# [WHAT IS REQUIRED]
Anywhere the string "forwards" shows up in the listing below, copy the line it is in.
-=-=-
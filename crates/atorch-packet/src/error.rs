//! Protocol error types.

use thiserror::Error;

/// Errors that can occur when decoding or encoding meter frames.
///
/// Every decode failure is local to the frame that produced it; callers
/// report it and move on to the next frame.
#[derive(Error, Debug, Clone, PartialEq, Eq)]
pub enum PacketError {
    /// Trailing checksum byte does not match the payload.
    #[error("checksum mismatch: expected 0x{expected:02X}, got 0x{actual:02X}")]
    ChecksumMismatch {
        /// Checksum computed over the payload.
        expected: u8,
        /// Checksum carried by the frame.
        actual: u8,
    },

    /// Message type tag is not the one required by the context.
    #[error("unexpected message type: expected 0x{expected:02X}, got 0x{actual:02X}")]
    UnexpectedMessageType {
        /// Required message type tag.
        expected: u8,
        /// Tag carried by the frame.
        actual: u8,
    },

    /// Device type discriminant is not AC, DC or USB.
    #[error("unknown device type: 0x{0:02X}")]
    UnknownDeviceType(u8),

    /// Frame length does not match its claimed type.
    #[error("malformed frame: expected {expected} bytes, got {actual}")]
    MalformedFrame {
        /// Required length.
        expected: usize,
        /// Actual length received.
        actual: usize,
    },

    /// Frame does not start with `FF 55`.
    #[error("frame does not start with header FF 55")]
    MissingHeader,

    /// Encoder invoked with an unsupported operation/device combination.
    #[error("invalid operation: {0}")]
    InvalidOperation(String),
}

impl PacketError {
    /// Create an invalid operation error.
    pub fn invalid_operation(message: impl Into<String>) -> Self {
        PacketError::InvalidOperation(message.into())
    }
}
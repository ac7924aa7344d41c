//! Atorch Meter Service
//!
//! This crate sits between a byte transport and the [`atorch_packet`] codec.
//! It turns raw BLE notifications into decoded readings, fans them out to
//! registered listeners, and writes command frames back to the meter.
//!
//! The BLE link itself is owned by a bridge process that exposes the meter's
//! UART characteristic as a TCP stream. Each notification travels over that
//! stream with a length prefix ([`BridgeCodec`]), since TCP alone does not
//! keep notification boundaries. [`run_connection`] drives the stream,
//! reconnecting when it drops.
//!
//! # Example
//!
//! ```rust,ignore
//! use atorch_service::{AtorchService, ServiceConfig, ServiceEvent};
//!
//! let service = Arc::new(AtorchService::new(&config));
//! let subscription = service.subscribe(|event| {
//!     if let ServiceEvent::Packet(reading) = event {
//!         println!("{:?}", reading);
//!     }
//! });
//!
//! run_connection(config, service.clone(), command_rx).await?;
//! subscription.unsubscribe();
//! ```

mod bridge;
mod config;
mod connection;
mod error;
mod events;
mod service;

pub use bridge::*;
pub use config::*;
pub use connection::*;
pub use error::*;
pub use events::*;
pub use service::*;
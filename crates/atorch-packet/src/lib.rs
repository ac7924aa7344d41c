//! Atorch Meter Protocol
//!
//! This crate provides the codec for Atorch handheld power meters (AC, DC and
//! USB variants) as they talk over a BLE UART characteristic. The transport
//! delivers notifications in arbitrary chunks; this crate turns those chunks
//! back into frames, decodes telemetry reports into typed readings, and
//! builds control command frames.
//!
//! # Protocol Overview
//!
//! Every frame starts with the fixed header `FF 55`, followed by a message
//! type tag, a type-specific body and a trailing checksum byte:
//!
//! - **Reports** (meter → host): tag `0x01`, 36 bytes, periodic telemetry
//! - **Commands** (host → meter): tag `0x11`, 10 bytes, control operations
//!
//! # Example
//!
//! ```rust,ignore
//! use atorch_packet::{FrameAssembler, Operation, Reading};
//!
//! // Reassemble and decode notifications
//! let mut assembler = FrameAssembler::new();
//! if let Some(frame) = assembler.feed(&chunk) {
//!     let reading = Reading::decode_default(&frame)?;
//! }
//!
//! // Build a command
//! let frame = Operation::SetPrice(150).encode(0x01)?;
//! ```

mod checksum;
mod codec;
mod commands;
mod constants;
mod error;
mod frame;
mod readings;
mod types;

pub use checksum::*;
pub use codec::*;
pub use commands::*;
pub use constants::*;
pub use error::*;
pub use frame::*;
pub use readings::*;
pub use types::*;
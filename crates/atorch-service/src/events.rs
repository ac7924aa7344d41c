//! Listener registration and event fan-out.

use std::sync::{Arc, Weak};

use atorch_packet::{Frame, PacketError, Reading};
use parking_lot::Mutex;

/// Events emitted by [`crate::AtorchService`].
#[derive(Debug, Clone)]
pub enum ServiceEvent {
    /// The transport connected (`true`) or dropped (`false`).
    Connected(bool),
    /// A report was decoded.
    Packet(Reading),
    /// A frame was reassembled but could not be decoded.
    Wrong {
        /// The offending frame.
        frame: Frame,
        /// Why it was rejected.
        error: PacketError,
    },
}

type Listener = Arc<dyn Fn(&ServiceEvent) + Send + Sync>;

#[derive(Default)]
struct Registry {
    next_id: u64,
    listeners: Vec<(u64, Listener)>,
}

/// A set of listeners that all receive every emitted event.
#[derive(Clone, Default)]
pub struct EventHub {
    registry: Arc<Mutex<Registry>>,
}

impl EventHub {
    /// Create an empty hub.
    pub fn new() -> Self {
        Self::default()
    }

    /// Register a listener. It stays registered until the returned
    /// [`Subscription`] is used to remove it.
    pub fn subscribe<F>(&self, listener: F) -> Subscription
    where
        F: Fn(&ServiceEvent) + Send + Sync + 'static,
    {
        let mut registry = self.registry.lock();
        let id = registry.next_id;
        registry.next_id += 1;
        registry.listeners.push((id, Arc::new(listener)));
        Subscription {
            id,
            registry: Arc::downgrade(&self.registry),
        }
    }

    /// Deliver an event to every listener.
    ///
    /// The registry lock is released before listeners run, so a listener may
    /// subscribe or unsubscribe from inside its callback.
    pub fn emit(&self, event: &ServiceEvent) {
        let listeners: Vec<Listener> = self
            .registry
            .lock()
            .listeners
            .iter()
            .map(|(_, l)| l.clone())
            .collect();
        for listener in listeners {
            listener(event);
        }
    }

    /// Number of registered listeners.
    pub fn listener_count(&self) -> usize {
        self.registry.lock().listeners.len()
    }
}

impl std::fmt::Debug for EventHub {
    fn fmt(&self, f: &mut std::fmt::Formatter<'_>) -> std::fmt::Result {
        f.debug_struct("EventHub")
            .field("listeners", &self.listener_count())
            .finish()
    }
}

/// Handle that removes one listener from its hub.
#[derive(Debug)]
pub struct Subscription {
    id: u64,
    registry: Weak<Mutex<Registry>>,
}

impl Subscription {
    /// Remove the listener. Does nothing if the hub is gone.
    pub fn unsubscribe(self) {
        if let Some(registry) = self.registry.upgrade() {
            registry.lock().listeners.retain(|(id, _)| *id != self.id);
        }
    }
}
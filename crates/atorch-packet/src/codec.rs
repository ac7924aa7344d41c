//! Primitive field readers.
//!
//! All multi-byte fields in meter reports are big-endian. Callers check the
//! frame length before reading, so offsets are assumed to be in range.

/// Read a big-endian `u16` at `offset`.
pub fn read_u16_be(buf: &[u8], offset: usize) -> u16 {
    u16::from_be_bytes([buf[offset], buf[offset + 1]])
}

/// Read a big-endian 24-bit unsigned integer at `offset`.
pub fn read_u24_be(buf: &[u8], offset: usize) -> u32 {
    u32::from_be_bytes([0, buf[offset], buf[offset + 1], buf[offset + 2]])
}

/// Read a big-endian `u32` at `offset`.
pub fn read_u32_be(buf: &[u8], offset: usize) -> u32 {
    u32::from_be_bytes([
        buf[offset],
        buf[offset + 1],
        buf[offset + 2],
        buf[offset + 3],
    ])
}

/// Read a packed running duration and render it as `HHH:MM:SS`.
///
/// Layout: hours (u16 BE), minutes (u8), seconds (u8).
pub fn read_duration(buf: &[u8], offset: usize) -> String {
    let hours = read_u16_be(buf, offset);
    let minutes = buf[offset + 2];
    let seconds = buf[offset + 3];
    format!("{:03}:{:02}:{:02}", hours, minutes, seconds)
}
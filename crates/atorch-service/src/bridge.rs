//! Framing between the host and the BLE-UART bridge.
//!
//! TCP does not preserve write boundaries, but the meter protocol relies on
//! notification boundaries to find frames. The bridge therefore wraps every
//! BLE notification it forwards, and the host wraps every write it wants sent
//! as one BLE write:
//!
//! ```text
//! +--------+--------+--------+-------------------+
//! | marker | len_lo | len_hi | data[0..len]      |
//! +--------+--------+--------+-------------------+
//! ```
//!
//! The marker is `>` for bridge→host notifications and `<` for host→bridge
//! writes.

use bytes::{Buf, BufMut, BytesMut};
use tracing::warn;

/// Marker for notifications forwarded by the bridge.
pub const NOTIFICATION_MARKER: u8 = b'>';

/// Marker for writes sent to the bridge.
pub const WRITE_MARKER: u8 = b'<';

/// Size of marker plus length prefix.
pub const BRIDGE_HEADER_SIZE: usize = 3;

/// Largest payload a single BLE notification or write can carry.
pub const MAX_NOTIFICATION_SIZE: usize = 512;

/// Splits the bridge byte stream back into BLE notifications.
#[derive(Debug, Default)]
pub struct BridgeCodec {
    buffer: BytesMut,
}

impl BridgeCodec {
    /// Create a new codec.
    pub fn new() -> Self {
        BridgeCodec {
            buffer: BytesMut::with_capacity(MAX_NOTIFICATION_SIZE),
        }
    }

    /// Add bytes read from the stream.
    pub fn push(&mut self, data: &[u8]) {
        self.buffer.extend_from_slice(data);
    }

    /// Take the next complete notification, if one is buffered.
    ///
    /// Bytes before a marker are discarded, as is a marker whose length
    /// exceeds [`MAX_NOTIFICATION_SIZE`].
    pub fn decode(&mut self) -> Option<Vec<u8>> {
        loop {
            let skipped = self
                .buffer
                .iter()
                .position(|b| *b == NOTIFICATION_MARKER)
                .unwrap_or(self.buffer.len());
            if skipped > 0 {
                warn!(skipped, "discarding bytes outside a notification");
                self.buffer.advance(skipped);
            }

            if self.buffer.len() < BRIDGE_HEADER_SIZE {
                return None;
            }

            let len = u16::from_le_bytes([self.buffer[1], self.buffer[2]]) as usize;
            if len > MAX_NOTIFICATION_SIZE {
                warn!(len, "notification length out of range, resyncing");
                self.buffer.advance(1);
                continue;
            }

            if self.buffer.len() < BRIDGE_HEADER_SIZE + len {
                return None;
            }

            self.buffer.advance(BRIDGE_HEADER_SIZE);
            return Some(self.buffer.split_to(len).to_vec());
        }
    }

    /// Wrap `data` as one write for the bridge to forward.
    pub fn encode(data: &[u8]) -> Vec<u8> {
        let mut buf = Vec::with_capacity(BRIDGE_HEADER_SIZE + data.len());
        buf.put_u8(WRITE_MARKER);
        buf.put_u16_le(data.len() as u16);
        buf.extend_from_slice(data);
        buf
    }

    /// Wrap `data` as a notification, the way the bridge forwards it.
    pub fn encode_notification(data: &[u8]) -> Vec<u8> {
        let mut buf = Vec::with_capacity(BRIDGE_HEADER_SIZE + data.len());
        buf.put_u8(NOTIFICATION_MARKER);
        buf.put_u16_le(data.len() as u16);
        buf.extend_from_slice(data);
        buf
    }

    /// Number of buffered bytes.
    pub fn buffered_len(&self) -> usize {
        self.buffer.len()
    }
}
-=-=-
# [RESULT OF THE EXERCISE]
//! BLE notification it forwards, and the host wraps every write it wants sent
    /// Wrap `data` as a notification, the way the bridge forwards it.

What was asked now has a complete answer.